*Task brief:* Where the records below reach the line containing "nobody reads again.", start transcribing, and end with the line containing "use crate::clock::Clock;", exactly and with nothing else added.

╭─ Excerpted records

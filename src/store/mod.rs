//! Backing store contracts consumed by the engine.
//!
//! The engine only needs a narrow set of atomic primitives from its stores.
//! Any key/value engine with TTL support can provide them; [`memory`] holds
//! the in-process implementations used by the binary and the tests.

pub mod memory;

use async_trait::async_trait;
use chrono::{DateTime, Utc};
use serde::{Deserialize, Serialize};

use crate::error::StoreResult;
use crate::resilience::CircuitBreakerState;

pub use memory::{MemoryCircuitBreakerStore, MemoryStore};

/// A stored abuse score.
#[derive(Debug, Clone, Copy, PartialEq, Eq, Serialize, Deserialize)]
pub struct ScoreRecord {
    pub value: i64,
    pub updated_at: DateTime<Utc>,
}

/// An active block on a key.
#[derive(Debug, Clone, Copy, PartialEq, Eq, Serialize, Deserialize)]
pub struct BlockRecord {
    pub level: u32,
    pub expires_at: DateTime<Utc>,
}

/// Scores, blocks and small scalar values.
#[async_trait]
pub trait RateLimitStore: Send + Sync {
    /// Fetch a score, or `None` if absent or expired.
    async fn get(&self, key: &str) -> StoreResult<Option<ScoreRecord>>;

    /// Atomically add `delta` to a score, refresh its TTL and return the new value.
    async fn increment(&self, key: &str, ttl_seconds: u64, delta: i64) -> StoreResult<i64>;

    /// Fetch the active block on a key, if any.
    async fn check_block(&self, key: &str) -> StoreResult<Option<BlockRecord>>;

    /// Create or overwrite a block on a key.
    async fn block(&self, key: &str, level: u32, duration_seconds: u64) -> StoreResult<()>;

    /// Overwrite a score with an absolute value.
    async fn set(&self, key: &str, value: i64, ttl_seconds: u64) -> StoreResult<()>;
}

/// Distinct-member sets and short-lived watch counters used by the
/// correlation heuristics.
#[async_trait]
pub trait CorrelationStore: Send + Sync {
    /// Add `member` to a sliding-window set and return the set's cardinality.
    async fn add_distinct(&self, set_key: &str, member: &str, ttl_seconds: u64)
        -> StoreResult<u64>;

    /// Current value of a watch counter, `0` if absent or expired.
    async fn get_watch_flag(&self, key: &str) -> StoreResult<i64>;

    /// Increment a watch counter, creating it with `ttl_seconds` if absent.
    async fn increment_watch_flag(&self, key: &str, ttl_seconds: u64) -> StoreResult<i64>;

    /// Remove a watch counter.
    async fn clear_watch_flag(&self, key: &str) -> StoreResult<()>;
}

/// Persistence for per-policy circuit-breaker state.
#[async_trait]
pub trait CircuitBreakerStore: Send + Sync {
    async fn load(&self, policy_name: &str) -> StoreResult<Option<CircuitBreakerState>>;

    async fn save(&self, policy_name: &str, state: &CircuitBreakerState) -> StoreResult<()>;
}
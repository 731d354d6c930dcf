//! In-process store implementations.
//!
//! Entries expire against the injected [`Clock`] rather than wall time.
//! Expired entries are removed when a read finds them, and
//! [`MemoryStore::sweep`] purges those nobody reads again.

use std::collections::HashMap;
use std::sync::atomic::{AtomicBool, Ordering};
use std::sync::Arc;

use async_trait::async_trait;
use chrono::{DateTime, Duration, Utc};
use dashmap::DashMap;
use tokio::task::JoinHandle;
use tracing::{debug, trace};

use super::{BlockRecord, CircuitBreakerStore, CorrelationStore, RateLimitStore, ScoreRecord};
use crate::clock::Clock;
use crate::error::{StoreError, StoreResult};
use crate::resilience::CircuitBreakerState;

#[derive(Debug, Clone, Copy)]
struct Expiring<T> {
    value: T,
    expires_at: DateTime<Utc>,
}

impl<T> Expiring<T> {
    fn is_live(&self, now: DateTime<Utc>) -> bool {
        self.expires_at > now
    }
}

/// Members of a sliding-window set, by last sighting.
#[derive(Debug)]
struct DistinctSet {
    members: HashMap<String, DateTime<Utc>>,
    window: Duration,
}

impl DistinctSet {
    fn prune(&mut self, now: DateTime<Utc>) {
        let horizon = now - self.window;
        self.members.retain(|_, seen| *seen > horizon);
    }
}

/// Upper bound on any TTL, roughly a century.
const MAX_TTL_SECS: i64 = 100 * 365 * 86_400;

fn ttl(seconds: u64) -> Duration {
    Duration::seconds(i64::try_from(seconds).unwrap_or(MAX_TTL_SECS).min(MAX_TTL_SECS))
}

/// Scores, blocks, distinct sets and watch flags held in `DashMap`s.
///
/// The store can be switched unavailable, after which every call fails with
/// [`StoreError::Unavailable`]; this drives the engine's degraded paths.
#[derive(Debug)]
pub struct MemoryStore {
    scores: DashMap<String, Expiring<ScoreRecord>>,
    blocks: DashMap<String, BlockRecord>,
    sets: DashMap<String, DistinctSet>,
    flags: DashMap<String, Expiring<i64>>,
    available: AtomicBool,
    clock: Arc<dyn Clock>,
}

impl MemoryStore {
    pub fn new(clock: Arc<dyn Clock>) -> Self {
        Self {
            scores: DashMap::new(),
            blocks: DashMap::new(),
            sets: DashMap::new(),
            flags: DashMap::new(),
            available: AtomicBool::new(true),
            clock,
        }
    }

    /// Toggle fault injection.
    pub fn set_available(&self, available: bool) {
        self.available.store(available, Ordering::SeqCst);
    }

    pub fn is_available(&self) -> bool {
        self.available.load(Ordering::SeqCst)
    }

    /// Whether a live score or block is held under `key`.
    pub fn has_state_for(&self, key: &str) -> bool {
        let now = self.clock.now();
        self.scores.get(key).is_some_and(|entry| entry.is_live(now))
            || self.blocks.get(key).is_some_and(|block| block.expires_at > now)
    }

    /// Number of scores, blocks, sets and flags currently held.
    pub fn len(&self) -> usize {
        self.scores.len() + self.blocks.len() + self.sets.len() + self.flags.len()
    }

    pub fn is_empty(&self) -> bool {
        self.len() == 0
    }

    /// Remove every expired entry and empty set. Returns how many went.
    pub fn sweep(&self) -> usize {
        let now = self.clock.now();
        let before = self.len();
        self.scores.retain(|_, entry| entry.is_live(now));
        self.blocks.retain(|_, block| block.expires_at > now);
        self.flags.retain(|_, flag| flag.is_live(now));
        self.sets.retain(|_, set| {
            set.prune(now);
            !set.members.is_empty()
        });
        before.saturating_sub(self.len())
    }

    /// Sweep every `period` until the store is dropped.
    pub fn spawn_sweeper(self: &Arc<Self>, period: std::time::Duration) -> JoinHandle<()> {
        let store = Arc::downgrade(self);
        tokio::spawn(async move {
            let mut interval = tokio::time::interval(period);
            // The first tick completes immediately.
            interval.tick().await;
            loop {
                interval.tick().await;
                let Some(live) = store.upgrade() else {
                    break;
                };
                let removed = live.sweep();
                if removed > 0 {
                    debug!(removed, remaining = live.len(), "Swept expired store entries");
                }
            }
        })
    }

    /// Drop every entry.
    pub fn clear(&self) {
        self.scores.clear();
        self.blocks.clear();
        self.sets.clear();
        self.flags.clear();
    }

    fn ensure_available(&self) -> StoreResult<()> {
        if self.is_available() {
            Ok(())
        } else {
            Err(StoreError::Unavailable("memory store switched off".to_string()))
        }
    }
}

#[async_trait]
impl RateLimitStore for MemoryStore {
    async fn get(&self, key: &str) -> StoreResult<Option<ScoreRecord>> {
        self.ensure_available()?;
        let now = self.clock.now();
        self.scores.remove_if(key, |_, entry| !entry.is_live(now));
        Ok(self
            .scores
            .get(key)
            .filter(|entry| entry.is_live(now))
            .map(|entry| entry.value))
    }

    async fn increment(&self, key: &str, ttl_seconds: u64, delta: i64) -> StoreResult<i64> {
        self.ensure_available()?;
        let now = self.clock.now();
        let mut entry = self.scores.entry(key.to_string()).or_insert(Expiring {
            value: ScoreRecord {
                value: 0,
                updated_at: now,
            },
            expires_at: now,
        });
        if !entry.is_live(now) {
            entry.value.value = 0;
        }
        entry.value.value = entry.value.value.saturating_add(delta);
        entry.value.updated_at = now;
        entry.expires_at = now + ttl(ttl_seconds);
        trace!(delta, value = entry.value.value, "Score incremented");
        Ok(entry.value.value)
    }

    async fn check_block(&self, key: &str) -> StoreResult<Option<BlockRecord>> {
        self.ensure_available()?;
        let now = self.clock.now();
        self.blocks.remove_if(key, |_, block| block.expires_at <= now);
        Ok(self
            .blocks
            .get(key)
            .map(|block| *block)
            .filter(|block| block.expires_at > now))
    }

    async fn block(&self, key: &str, level: u32, duration_seconds: u64) -> StoreResult<()> {
        self.ensure_available()?;
        let expires_at = self.clock.now() + ttl(duration_seconds);
        self.blocks
            .insert(key.to_string(), BlockRecord { level, expires_at });
        Ok(())
    }

    async fn set(&self, key: &str, value: i64, ttl_seconds: u64) -> StoreResult<()> {
        self.ensure_available()?;
        let now = self.clock.now();
        self.scores.insert(
            key.to_string(),
            Expiring {
                value: ScoreRecord {
                    value,
                    updated_at: now,
                },
                expires_at: now + ttl(ttl_seconds),
            },
        );
        Ok(())
    }
}

#[async_trait]
impl CorrelationStore for MemoryStore {
    async fn add_distinct(
        &self,
        set_key: &str,
        member: &str,
        ttl_seconds: u64,
    ) -> StoreResult<u64> {
        self.ensure_available()?;
        let now = self.clock.now();
        let window = ttl(ttl_seconds);
        let mut set = self
            .sets
            .entry(set_key.to_string())
            .or_insert_with(|| DistinctSet {
                members: HashMap::new(),
                window,
            });
        set.window = window;
        set.prune(now);
        set.members.insert(member.to_string(), now);
        Ok(set.members.len() as u64)
    }

    async fn get_watch_flag(&self, key: &str) -> StoreResult<i64> {
        self.ensure_available()?;
        let now = self.clock.now();
        self.flags.remove_if(key, |_, flag| !flag.is_live(now));
        Ok(self
            .flags
            .get(key)
            .filter(|flag| flag.is_live(now))
            .map(|flag| flag.value)
            .unwrap_or(0))
    }

    async fn increment_watch_flag(&self, key: &str, ttl_seconds: u64) -> StoreResult<i64> {
        self.ensure_available()?;
        let now = self.clock.now();
        let mut flag = self.flags.entry(key.to_string()).or_insert(Expiring {
            value: 0,
            expires_at: now,
        });
        if !flag.is_live(now) {
            flag.value = 0;
            flag.expires_at = now + ttl(ttl_seconds);
        }
        flag.value = flag.value.saturating_add(1);
        Ok(flag.value)
    }

    async fn clear_watch_flag(&self, key: &str) -> StoreResult<()> {
        self.ensure_available()?;
        self.flags.remove(key);
        Ok(())
    }
}

/// Circuit-breaker state held in a `DashMap`.
#[derive(Debug, Default)]
pub struct MemoryCircuitBreakerStore {
    states: DashMap<String, CircuitBreakerState>,
}

impl MemoryCircuitBreakerStore {
    pub fn new() -> Self {
        Self::default()
    }
}

#[async_trait]
impl CircuitBreakerStore for MemoryCircuitBreakerStore {
    async fn load(&self, policy_name: &str) -> StoreResult<Option<CircuitBreakerState>> {
        Ok(self.states.get(policy_name).map(|state| state.clone()))
    }

    async fn save(&self, policy_name: &str, state: &CircuitBreakerState) -> StoreResult<()> {
        self.states.insert(policy_name.to_string(), state.clone());
        Ok(())
    }
}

╰─

*Result of this task:*
//! [`MemoryStore::sweep`] purges those nobody reads again.

use std::collections::HashMap;
use std::sync::atomic::{AtomicBool, Ordering};
use std::sync::Arc;

use async_trait::async_trait;
use chrono::{DateTime, Duration, Utc};
use dashmap::DashMap;
use tokio::task::JoinHandle;
use tracing::{debug, trace};

use super::{BlockRecord, CircuitBreakerStore, CorrelationStore, RateLimitStore, ScoreRecord};
use crate::clock::Clock;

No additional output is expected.